Hamburg/London - Der Text ist mit Anmerkungen übersät. Auch kleine Skizzen von Zeitgenossen des Autors finden sich darin, von James Joyce oder Charlie Chaplin beispielsweise. Am Mittwoch ist das Manuskript von Samuel Becketts erstem Roman "Murphy" nun bei Sotheby's in London versteigert worden. Der britischen University of Reading war es 962.500 Pfund wert - mehr als 1,1 Millionen Euro.

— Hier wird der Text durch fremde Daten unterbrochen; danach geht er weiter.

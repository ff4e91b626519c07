//! objects.lst decoding (vegetation)

use super::{LevelData, MeshDemand, Placement, PlacementError, PlacementKind, from_rows};
use crate::read::{read_f32, read_i32, read_u8, read_u16, remaining};
use glam::{Mat3, Vec3};
use std::io::Cursor;

const OBJECTS_MAGIC: i32 = 0x10;

const RECORD_LEN: usize = 16;

/// Quantization step of positions
const POSITION_STEPS: f32 = 65_536.0;

/// Quantization step of angles
const ANGLE_STEPS: f32 = 256.0;

#[derive(Debug, Clone, PartialEq)]
pub struct ObjectEntry {
    /// Index into [`LevelData::vegetation`]
    pub mesh_index: usize,
    pub position: Vec3,
    pub scale: f32,
    /// Angles in degrees
    pub rot_x: f32,
    pub rot_y: f32,
    pub rot_z: f32,
}

impl ObjectEntry {
    /// `Rx * Ry * Rz` in the list's row-vector convention, as a column-vector rotation
    pub fn rotation(&self) -> Mat3 {
        let (sx, cx) = self.rot_x.to_radians().sin_cos();
        let (sy, cy) = self.rot_y.to_radians().sin_cos();
        let (sz, cz) = self.rot_z.to_radians().sin_cos();
        let rx = from_rows([[1.0, 0.0, 0.0], [0.0, cx, sx], [0.0, -sx, cx]]);
        let ry = from_rows([[cy, 0.0, -sy], [0.0, 1.0, 0.0], [sy, 0.0, cy]]);
        let rz = from_rows([[cz, sz, 0.0], [-sz, cz, 0.0], [0.0, 0.0, 1.0]]);
        (rx * ry * rz).transpose()
    }
}

/// Decode vegetation records scaled to the level's map size
pub fn decode_objects(data: &[u8], level: &LevelData) -> Result<Vec<ObjectEntry>, PlacementError> {
    let mut cursor = Cursor::new(data);
    if read_i32(&mut cursor)? != OBJECTS_MAGIC {
        return Err(PlacementError::InvalidSignature);
    }

    let (map_x, map_y) = level.map_size();
    let mut entries = Vec::with_capacity(remaining(&cursor) / RECORD_LEN);
    while remaining(&cursor) > 0 {
        let x = f32::from(read_u16(&mut cursor)?) * map_x / POSITION_STEPS;
        let y = f32::from(read_u16(&mut cursor)?) * map_y / POSITION_STEPS;
        let z = f32::from(read_u16(&mut cursor)?) * map_x / POSITION_STEPS;
        let mesh_index = usize::from(read_u8(&mut cursor)?);
        read_u8(&mut cursor)?;
        let scale = read_f32(&mut cursor)?;
        let rot_z = angle(read_u8(&mut cursor)?);
        let rot_y = angle(read_u8(&mut cursor)?);
        let rot_x = angle(read_u8(&mut cursor)?);
        read_u8(&mut cursor)?;

        entries.push(ObjectEntry {
            mesh_index,
            position: Vec3::new(x, y, z),
            scale,
            rot_x,
            rot_y,
            rot_z,
        });
    }
    Ok(entries)
}

fn angle(raw: u8) -> f32 {
    f32::from(raw) * 360.0 / ANGLE_STEPS
}

/// Placements and demand for decoded records
///
/// Records pointing past the vegetation list are dropped.
pub fn object_placements(entries: &[ObjectEntry], level: &LevelData) -> (Vec<Placement>, MeshDemand) {
    let mut placements = Vec::with_capacity(entries.len());
    let mut demand = MeshDemand::default();
    let mut seen = vec![false; level.vegetation.len()];
    let mut dropped = 0usize;

    for entry in entries {
        let Some(mesh) = level.vegetation.get(entry.mesh_index) else {
            dropped += 1;
            continue;
        };
        if !seen[entry.mesh_index] {
            seen[entry.mesh_index] = true;
            demand.required.push(mesh.clone());
        }
        placements.push(Placement {
            mesh: mesh.clone(),
            position: entry.position,
            rotation: entry.rotation(),
            scale: Vec3::splat(entry.scale),
            kind: PlacementKind::None,
            field: 0,
            sub_level: 0,
        });
    }

    if dropped > 0 {
        tracing::warn!(
            dropped,
            vegetation = level.vegetation.len(),
            "objects.lst records reference missing vegetation meshes"
        );
    }
    (placements, demand)
}

#[cfg(test)]
pub(crate) mod tests {
    use super::*;

    /// Objects list writer for tests: `(x, y, z, mesh, scale, [rot_z, rot_y, rot_x])`
    pub(crate) fn encode_objects(records: &[(u16, u16, u16, u8, f32, [u8; 3])]) -> Vec<u8> {
        let mut out = OBJECTS_MAGIC.to_le_bytes().to_vec();
        for (x, y, z, mesh, scale, rot) in records {
            for v in [x, y, z] {
                out.extend_from_slice(&v.to_le_bytes());
            }
            out.push(*mesh);
            out.push(0xFF);
            out.extend_from_slice(&scale.to_le_bytes());
            out.extend_from_slice(rot);
            out.push(0);
        }
        out
    }

    fn level() -> LevelData {
        LevelData {
            heightmap_x: 1024,
            heightmap_y: 512,
            unit_size: 2,
            vegetation: vec!["levels/common/tree.cgf".into()],
            surface_materials: Vec::new(),
        }
    }

    fn assert_close(a: Vec3, b: Vec3) {
        assert!(a.abs_diff_eq(b, 1e-4), "{a} != {b}");
    }

    #[test]
    fn test_decode_objects() {
        let data = encode_objects(&[
            (32_768, 16_384, 256, 0, 1.5, [64, 0, 0]),
            (0, 0, 0, 7, 1.0, [0, 0, 0]),
        ]);
        let entries = decode_objects(&data, &level()).unwrap();

        assert_eq!(entries.len(), 2);
        assert_close(entries[0].position, Vec3::new(1024.0, 256.0, 8.0));
        assert_eq!(entries[0].scale, 1.5);
        assert_eq!(entries[0].rot_z, 90.0);
        assert_eq!(entries[0].rot_x, 0.0);

        let (placements, demand) = object_placements(&entries, &level());
        assert_eq!(placements.len(), 1, "out-of-range mesh index is dropped");
        assert_eq!(placements[0].scale, Vec3::splat(1.5));
        assert_eq!(placements[0].kind, PlacementKind::None);
        assert_eq!(demand.required, ["levels/common/tree.cgf"]);
    }

    #[test]
    fn test_rotation_matches_row_vector_product() {
        let entry = ObjectEntry {
            mesh_index: 0,
            position: Vec3::ZERO,
            scale: 1.0,
            rot_x: 0.0,
            rot_y: 0.0,
            rot_z: 90.0,
        };
        // Rz row 1 is (c, s, 0): x maps to +y for a row vector
        assert_close(entry.rotation() * Vec3::X, Vec3::Y);
        assert_close(entry.rotation().row(0), Vec3::new(0.0, -1.0, 0.0));
    }

    #[test]
    fn test_bad_magic_and_truncation() {
        let mut data = encode_objects(&[(0, 0, 0, 0, 1.0, [0, 0, 0])]);
        assert!(decode_objects(&data[..data.len() - 1], &level()).is_err());
        data[0] = 0x11;
        assert!(matches!(
            decode_objects(&data, &level()),
            Err(PlacementError::InvalidSignature)
        ));
    }
}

Der Kauf des Manuskripts eröffne "unvergleichliche Möglichkeiten, mehr über einen der größten Schriftsteller" zu lernen, sagte der Vize-Präsident der Universität, David Bell. Das sieht ein Buchexperte des Auktionshauses ähnlich: "Dies ist ohne Frage für viele Jahrzehnte das wichtigste Manuskript eines kompletten Romans von einem modernen britischen oder irischen Autor", beschreibt Peter Selley laut "Irish Times" den Text.
Das Werk, das zunächst "Sasha Murphy" hieß und sechs Notizbücher füllt, werde die Beckett-Forschung neu definieren, erklärt Selley. Die handschriftlichen Einwürfe des Schriftstellers stammen aus den Jahren 1935 und 1936. Seit den Sechzigern befand sich das Manuskript in Privatbesitz, weswegen bisher nur sehr wenige Menschen überhaupt einen Blick darauf werfen konnten.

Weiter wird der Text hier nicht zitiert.